REQUIREMENT » Please write out exactly the lines of the data below from the line holding "let x_mean = (n - 1) as f64 / 2.0;" through the line holding "assert_eq!(single.trend_slope, 0.0);", and leave out the rest.

DATA section start

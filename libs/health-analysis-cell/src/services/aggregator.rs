// =====================================================================================
// METRICS AGGREGATOR
// =====================================================================================

use shared_models::{
    MetricFamily, MetricSample, MetricSummary, TrendAnalysis, TrendDirection, TrendSignificance,
};

const SECONDS_PER_DAY: f64 = 86_400.0;
const MIN_TREND_SAMPLES: usize = 5;
const STABLE_SLOPE: f64 = 0.001;
const SIGNIFICANT_SLOPE: f64 = 0.01;

/// Summary statistics of one metric stream. The metric name is taken from the
/// first sample; non-finite values are ignored.
pub fn summarize(samples: &[MetricSample]) -> MetricSummary {
    let metric_name = samples
        .first()
        .map(|s| s.metric_name.clone())
        .unwrap_or_default();
    let family = MetricFamily::classify(&metric_name);
    let values = finite_values(samples);

    if values.is_empty() {
        return MetricSummary {
            metric_name,
            family,
            sample_count: 0,
            avg: 0.0,
            min: 0.0,
            max: 0.0,
            p95: 0.0,
            trend_slope: 0.0,
            latest: None,
            restart_count: (family == MetricFamily::Uptime).then_some(0),
        };
    }

    let mut sorted = values.clone();
    sorted.sort_by(f64::total_cmp);

    let min = sorted[0];
    let max = sorted[sorted.len() - 1];
    // Rounding in the sum can push the mean a hair outside [min, max].
    let avg = (values.iter().sum::<f64>() / values.len() as f64).clamp(min, max);

    let restart_count = (family == MetricFamily::Uptime)
        .then(|| values.iter().filter(|v| **v < SECONDS_PER_DAY).count());

    MetricSummary {
        metric_name,
        family,
        sample_count: values.len(),
        avg,
        min,
        max,
        p95: percentile(&sorted, 95.0),
        trend_slope: index_slope(&values),
        latest: values.last().copied(),
        restart_count,
    }
}

/// Direction and strength of a stream's trend. `None` below five samples.
pub fn analyze_trend(samples: &[MetricSample]) -> Option<TrendAnalysis> {
    let values = finite_values(samples);
    if values.len() < MIN_TREND_SAMPLES {
        return None;
    }

    let slope = index_slope(&values);
    let direction = if slope.abs() < STABLE_SLOPE {
        TrendDirection::Stable
    } else if slope > 0.0 {
        TrendDirection::Increasing
    } else {
        TrendDirection::Decreasing
    };

    let first = values[0];
    let last = values[values.len() - 1];
    let recent_change_percent = if first != 0.0 {
        (last - first) / first * 100.0
    } else {
        0.0
    };

    Some(TrendAnalysis {
        direction,
        slope,
        significance: if slope.abs() > SIGNIFICANT_SLOPE {
            TrendSignificance::High
        } else {
            TrendSignificance::Low
        },
        recent_change_percent,
    })
}

fn finite_values(samples: &[MetricSample]) -> Vec<f64> {
    samples
        .iter()
        .map(|s| s.value)
        .filter(|v| v.is_finite())
        .collect()
}

/// Linear-interpolation percentile over an ascending slice.
pub(crate) fn percentile(sorted: &[f64], pct: f64) -> f64 {
    match sorted.len() {
        0 => 0.0,
        1 => sorted[0],
        n => {
            let rank = (pct / 100.0).clamp(0.0, 1.0) * (n - 1) as f64;
            let lower = rank.floor() as usize;
            let upper = rank.ceil() as usize;
            let weight = rank - lower as f64;
            sorted[lower] + (sorted[upper] - sorted[lower]) * weight
        }
    }
}

// Ordinary least squares against the sample index, not wall-clock time.
fn index_slope(values: &[f64]) -> f64 {
    let n = values.len();
    if n < 2 {
        return 0.0;
    }

    let x_mean = (n - 1) as f64 / 2.0;
    let y_mean = values.iter().sum::<f64>() / n as f64;

    let (covariance, variance) = values.iter().enumerate().fold((0.0, 0.0), |(cov, var), (i, y)| {
        let dx = i as f64 - x_mean;
        (cov + dx * (y - y_mean), var + dx * dx)
    });

    if variance == 0.0 {
        0.0
    } else {
        covariance / variance
    }
}

#[cfg(test)]
mod tests {
    use super::*;
    use shared_utils::test_utils::sample_stream;

    #[test]
    fn empty_and_single_sample_streams_have_flat_trend() {
        let empty = summarize(&[]);
        assert_eq!(empty.trend_slope, 0.0);
        assert_eq!(empty.sample_count, 0);

        let single = summarize(&sample_stream("a", "system.cpu.util", &[42.0]));
        assert_eq!(single.trend_slope, 0.0);
        assert_eq!(single.avg, 42.0);
        assert_eq!(single.p95, 42.0);
    }

    #[test]
    fn max_dominates_avg_which_dominates_min() {
        let streams: [&[f64]; 4] = [
            &[0.1, 0.1, 0.1],
            &[1.0, 2.0, 3.0, 100.0],
            &[-5.0, 5.0],
            &[33.3, 33.3, 33.3, 33.3, 33.3, 33.3, 33.3],
        ];

        for values in streams {
            let summary = summarize(&sample_stream("a", "vm.memory.util", values));
            assert!(summary.max >= summary.avg, "{:?}", values);
            assert!(summary.avg >= summary.min, "{:?}", values);
        }
    }

    #[test]
    fn p95_interpolates_between_ranks() {
        let values: Vec<f64> = (1..=10).map(f64::from).collect();
        let summary = summarize(&sample_stream("a", "system.cpu.util", &values));

        // rank 0.95 * 9 = 8.55 -> 9 + 0.55 * (10 - 9)
        assert!((summary.p95 - 9.55).abs() < 1e-9);
        assert_eq!(summary.max, 10.0);
        assert!((summary.avg - 5.5).abs() < 1e-9);
    }

    #[test]
    fn slope_follows_sample_index() {
        let summary = summarize(&sample_stream("a", "system.cpu.util", &[10.0, 12.0, 14.0, 16.0]));
        assert!((summary.trend_slope - 2.0).abs() < 1e-9);
    }

    #[test]
    fn uptime_streams_count_restarts() {
        let summary = summarize(&sample_stream(
            "a",
            "system.uptime",
            &[3_600.0, 90_000.0, 7_200.0, 200_000.0, 100.0],
        ));
        assert_eq!(summary.restart_count, Some(3));

        let cpu = summarize(&sample_stream("a", "system.cpu.util", &[1.0, 2.0]));
        assert_eq!(cpu.restart_count, None);
    }

    #[test]
    fn trend_requires_five_samples() {
        assert!(analyze_trend(&sample_stream("a", "system.cpu.util", &[1.0, 2.0, 3.0, 4.0])).is_none());

        let trend = analyze_trend(&sample_stream("a", "system.cpu.util", &[10.0, 11.0, 12.0, 13.0, 15.0]))
            .unwrap();
        assert_eq!(trend.direction, TrendDirection::Increasing);
        assert_eq!(trend.significance, TrendSignificance::High);
        assert!((trend.recent_change_percent - 50.0).abs() < 1e-9);
    }

    #[test]
    fn flat_trend_is_stable_and_zero_start_has_no_change_percent() {
        let trend = analyze_trend(&sample_stream("a", "vm.memory.util", &[0.0, 0.0, 0.0, 0.0, 0.0])).unwrap();
        assert_eq!(trend.direction, TrendDirection::Stable);
        assert_eq!(trend.significance, TrendSignificance::Low);
        assert_eq!(trend.recent_change_percent, 0.0);
    }
}
pub mod backend;
pub mod cache;
pub mod client;
pub mod zabbix;

pub use backend::MonitoringBackend;
pub use cache::{CacheStats, TtlCache};
pub use client::{MetricsClient, RetryPolicy};
pub use zabbix::ZabbixBackend;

DATA section end

EXERCISE OUTPUT »
    let x_mean = (n - 1) as f64 / 2.0;
    let y_mean = values.iter().sum::<f64>() / n as f64;

    let (covariance, variance) = values.iter().enumerate().fold((0.0, 0.0), |(cov, var), (i, y)| {
        let dx = i as f64 - x_mean;
        (cov + dx * (y - y_mean), var + dx * dx)
    });

    if variance == 0.0 {
        0.0
    } else {
        covariance / variance
    }
}

#[cfg(test)]
mod tests {
    use super::*;
    use shared_utils::test_utils::sample_stream;

    #[test]
    fn empty_and_single_sample_streams_have_flat_trend() {
        let empty = summarize(&[]);
        assert_eq!(empty.trend_slope, 0.0);
        assert_eq!(empty.sample_count, 0);

        let single = summarize(&sample_stream("a", "system.cpu.util", &[42.0]));
        assert_eq!(single.trend_slope, 0.0);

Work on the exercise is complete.